▸ **What is being asked**: Count every line in the entries that follow where the word "values" appears, then state only the total.

▸ **Data for this exercise**:
------------------------------------
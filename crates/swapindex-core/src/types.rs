//! Core domain types: coins, swap events and raw block results.

use std::fmt;
use std::str::FromStr;

use bigdecimal::BigDecimal;
use chrono::{DateTime, Utc};
use num_bigint::BigUint;
use serde::{Deserialize, Deserializer, Serialize, Serializer};

/// ABCI event type emitted by the poolmanager for every executed swap.
pub const TOKEN_SWAPPED: &str = "token_swapped";

/// Attribute keys of a `token_swapped` event.
pub mod attr {
    pub const TOKENS_IN: &str = "tokens_in";
    pub const TOKENS_OUT: &str = "tokens_out";
    pub const POOL_ID: &str = "pool_id";
    pub const SENDER: &str = "sender";
}

// ─── Coin ────────────────────────────────────────────────────────────────────

/// An integer token amount with its denomination, e.g. `1000000uosmo`.
#[derive(Debug, Clone, PartialEq, Eq, Hash)]
pub struct Coin {
    pub denom: String,
    pub amount: BigUint,
}

/// Why a coin string was rejected.
#[derive(Debug, Clone, PartialEq, Eq)]
pub struct CoinParseError(pub String);

impl fmt::Display for CoinParseError {
    fn fmt(&self, f: &mut fmt::Formatter<'_>) -> fmt::Result {
        f.write_str(&self.0)
    }
}

impl std::error::Error for CoinParseError {}

impl Coin {
    pub fn new(amount: impl Into<BigUint>, denom: impl Into<String>) -> Self {
        Self {
            denom: denom.into(),
            amount: amount.into(),
        }
    }

    /// Parse the normalized `<amount><denom>` form used in SDK events.
    pub fn parse(raw: &str) -> Result<Self, CoinParseError> {
        let s = raw.trim();
        let split = s
            .find(|c: char| !c.is_ascii_digit())
            .ok_or_else(|| CoinParseError(format!("coin '{s}' has no denom")))?;
        let (amount, denom) = s.split_at(split);
        if amount.is_empty() {
            return Err(CoinParseError(format!("coin '{s}' has no amount")));
        }
        validate_denom(denom)?;
        let amount = BigUint::from_str(amount)
            .map_err(|e| CoinParseError(format!("coin '{s}': bad amount: {e}")))?;
        Ok(Self {
            denom: denom.to_string(),
            amount,
        })
    }
}

/// Denoms match `[a-zA-Z][a-zA-Z0-9/:._-]{2,127}`.
pub fn validate_denom(denom: &str) -> Result<(), CoinParseError> {
    let mut chars = denom.chars();
    match chars.next() {
        Some(c) if c.is_ascii_alphabetic() => {}
        _ => {
            return Err(CoinParseError(format!(
                "invalid denom '{denom}': must start with a letter"
            )))
        }
    }
    if !(3..=128).contains(&denom.len()) {
        return Err(CoinParseError(format!(
            "invalid denom '{denom}': length must be 3..=128"
        )));
    }
    if let Some(bad) = chars.find(|c| !(c.is_ascii_alphanumeric() || "/:._-".contains(*c))) {
        return Err(CoinParseError(format!(
            "invalid denom '{denom}': unexpected character '{bad}'"
        )));
    }
    Ok(())
}

impl fmt::Display for Coin {
    fn fmt(&self, f: &mut fmt::Formatter<'_>) -> fmt::Result {
        write!(f, "{}{}", self.amount, self.denom)
    }
}

impl FromStr for Coin {
    type Err = CoinParseError;

    fn from_str(s: &str) -> Result<Self, Self::Err> {
        Self::parse(s)
    }
}

impl Serialize for Coin {
    fn serialize<S: Serializer>(&self, serializer: S) -> Result<S::Ok, S::Error> {
        serializer.collect_str(self)
    }
}

impl<'de> Deserialize<'de> for Coin {
    fn deserialize<D: Deserializer<'de>>(deserializer: D) -> Result<Self, D::Error> {
        let s = String::deserialize(deserializer)?;
        Coin::parse(&s).map_err(serde::de::Error::custom)
    }
}

// ─── NaturalKey ──────────────────────────────────────────────────────────────

/// Position of a swap on chain: `(height, tx_index, event_index)`.
///
/// Ordering is lexicographic, which is also chain order.
#[derive(Debug, Clone, Copy, PartialEq, Eq, PartialOrd, Ord, Hash, Serialize, Deserialize)]
pub struct NaturalKey {
    pub height: u64,
    pub tx_index: u32,
    pub event_index: u32,
}

impl NaturalKey {
    pub fn new(height: u64, tx_index: u32, event_index: u32) -> Self {
        Self {
            height,
            tx_index,
            event_index,
        }
    }
}

impl fmt::Display for NaturalKey {
    fn fmt(&self, f: &mut fmt::Formatter<'_>) -> fmt::Result {
        write!(f, "{}:{}:{}", self.height, self.tx_index, self.event_index)
    }
}

impl FromStr for NaturalKey {
    type Err = String;

    /// Parses `height:tx_index:event_index`.
    fn from_str(s: &str) -> Result<Self, Self::Err> {
        let parts: Vec<&str> = s.trim().split(':').collect();
        if parts.len() != 3 {
            return Err(format!(
                "expected height:tx_index:event_index, got '{s}'"
            ));
        }
        let height = parts[0]
            .parse()
            .map_err(|e| format!("bad height '{}': {e}", parts[0]))?;
        let tx_index = parts[1]
            .parse()
            .map_err(|e| format!("bad tx index '{}': {e}", parts[1]))?;
        let event_index = parts[2]
            .parse()
            .map_err(|e| format!("bad event index '{}': {e}", parts[2]))?;
        Ok(Self::new(height, tx_index, event_index))
    }
}

// ─── SwapEvent ───────────────────────────────────────────────────────────────

/// One executed swap as extracted from a `token_swapped` event.
#[derive(Debug, Clone, PartialEq, Serialize, Deserialize)]
pub struct SwapEvent {
    pub height: u64,
    pub tx_index: u32,
    /// Index of the event in its transaction's full event list.
    pub event_index: u32,
    pub pool_id: u64,
    pub sender: String,
    pub token_in: Coin,
    #[serde(default, skip_serializing_if = "Option::is_none")]
    pub token_out: Option<Coin>,
    /// USD value of `token_in`; `None` when no price could be resolved.
    #[serde(default)]
    pub usd_value: Option<BigDecimal>,
    #[serde(default, skip_serializing_if = "Option::is_none")]
    pub block_time: Option<DateTime<Utc>>,
}

impl SwapEvent {
    pub fn key(&self) -> NaturalKey {
        NaturalKey::new(self.height, self.tx_index, self.event_index)
    }

    /// Compares the on-chain fields only. `usd_value` and `block_time` are
    /// derived and may legitimately be filled in later.
    pub fn same_raw_content(&self, other: &SwapEvent) -> bool {
        self.key() == other.key()
            && self.pool_id == other.pool_id
            && self.sender == other.sender
            && self.token_in == other.token_in
            && self.token_out == other.token_out
    }
}

// ─── Raw block results ───────────────────────────────────────────────────────

/// A single ABCI event attribute with plain-text key and value.
#[derive(Debug, Clone, PartialEq, Eq, Serialize, Deserialize)]
pub struct Attribute {
    pub key: String,
    pub value: String,
}

/// An ABCI event emitted during transaction execution.
#[derive(Debug, Clone, PartialEq, Eq, Serialize, Deserialize)]
pub struct AbciEvent {
    #[serde(rename = "type")]
    pub kind: String,
    #[serde(default)]
    pub attributes: Vec<Attribute>,
}

impl AbciEvent {
    pub fn new(kind: impl Into<String>) -> Self {
        Self {
            kind: kind.into(),
            attributes: Vec::new(),
        }
    }

    pub fn with_attr(mut self, key: impl Into<String>, value: impl Into<String>) -> Self {
        self.attributes.push(Attribute {
            key: key.into(),
            value: value.into(),
        });
        self
    }

    /// All values carried under `key`, in emission order.
    pub fn values(&self, key: &str) -> Vec<&str> {
        self.attributes
            .iter()
            .filter(|a| a.key == key)
            .map(|a| a.value.as_str())
            .collect()
    }
}

/// Execution result of one transaction.
#[derive(Debug, Clone, Default, PartialEq, Eq, Serialize, Deserialize)]
pub struct TxResult {
    /// ABCI result code; `0` means the transaction succeeded.
    pub code: u32,
    #[serde(default)]
    pub events: Vec<AbciEvent>,
}

impl TxResult {
    pub fn ok(events: Vec<AbciEvent>) -> Self {
        Self { code: 0, events }
    }
}

/// Everything the scanner needs from one block.
#[derive(Debug, Clone, PartialEq, Eq, Serialize, Deserialize)]
pub struct BlockResults {
    pub height: u64,
    pub timestamp: Option<DateTime<Utc>>,
    pub txs: Vec<TxResult>,
}

impl BlockResults {
    pub fn empty(height: u64) -> Self {
        Self {
            height,
            timestamp: None,
            txs: Vec::new(),
        }
    }
}

#[cfg(test)]
mod tests {
    use super::*;

    #[test]
    fn parse_simple_coin() {
        let c = Coin::parse("1000000uosmo").unwrap();
        assert_eq!(c.denom, "uosmo");
        assert_eq!(c.amount, BigUint::from(1_000_000u64));
        assert_eq!(c.to_string(), "1000000uosmo");
    }

    #[test]
    fn parse_ibc_and_factory_denoms() {
        let ibc = Coin::parse(
            "42ibc/27394FB092D2ECCD56123C74F36E4C1F926001CEADA9CA97EA622B25F41E5EB2",
        )
        .unwrap();
        assert!(ibc.denom.starts_with("ibc/"));
        let factory = Coin::parse(" 7factory/osmo1abc/alloyed/allBTC ").unwrap();
        assert_eq!(factory.amount, BigUint::from(7u32));
        assert_eq!(factory.denom, "factory/osmo1abc/alloyed/allBTC");
    }

    #[test]
    fn parse_huge_amount() {
        let c = Coin::parse("340282366920938463463374607431768211456uosmo").unwrap();
        assert_eq!(
            c.amount.to_string(),
            "340282366920938463463374607431768211456"
        );
    }

    #[test]
    fn reject_bad_coins() {
        assert!(Coin::parse("uosmo").is_err());
        assert!(Coin::parse("1000").is_err());
        assert!(Coin::parse("").is_err());
        assert!(Coin::parse("10ab").is_err());
        assert!(Coin::parse("10 uosmo").is_err());
        assert!(Coin::parse("1.5uosmo").is_err());
        assert!(Coin::parse("10uosmo,5uatom").is_err());
        assert!(Coin::parse("10-uosmo").is_err());
    }

    #[test]
    fn coin_serde_as_string() {
        let c = Coin::new(5u32, "uion");
        let json = serde_json::to_string(&c).unwrap();
        assert_eq!(json, "\"5uion\"");
        let back: Coin = serde_json::from_str(&json).unwrap();
        assert_eq!(back, c);
    }

    #[test]
    fn natural_key_order_and_parse() {
        let a = NaturalKey::new(10, 0, 5);
        let b = NaturalKey::new(10, 1, 0);
        let c = NaturalKey::new(11, 0, 0);
        assert!(a < b && b < c);
        assert_eq!("10:1:0".parse::<NaturalKey>().unwrap(), b);
        assert!("10:1".parse::<NaturalKey>().is_err());
        assert!("x:1:0".parse::<NaturalKey>().is_err());
    }

    #[test]
    fn raw_content_ignores_derived_fields() {
        let base = SwapEvent {
            height: 1,
            tx_index: 0,
            event_index: 3,
            pool_id: 1,
            sender: "osmo1sender".into(),
            token_in: Coin::new(10u32, "uosmo"),
            token_out: None,
            usd_value: None,
            block_time: None,
        };
        let mut priced = base.clone();
        priced.usd_value = Some("1.5".parse().unwrap());
        assert!(base.same_raw_content(&priced));

        let mut other_pool = base.clone();
        other_pool.pool_id = 2;
        assert!(!base.same_raw_content(&other_pool));
    }

    #[test]
    fn abci_event_json_shape() {
        let json = r#"{"type":"token_swapped","attributes":[{"key":"pool_id","value":"1"}]}"#;
        let ev: AbciEvent = serde_json::from_str(json).unwrap();
        assert_eq!(ev.kind, TOKEN_SWAPPED);
        assert_eq!(ev.values(attr::POOL_ID), vec!["1"]);
    }
}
------------------------------------
▸ **Written response**: 3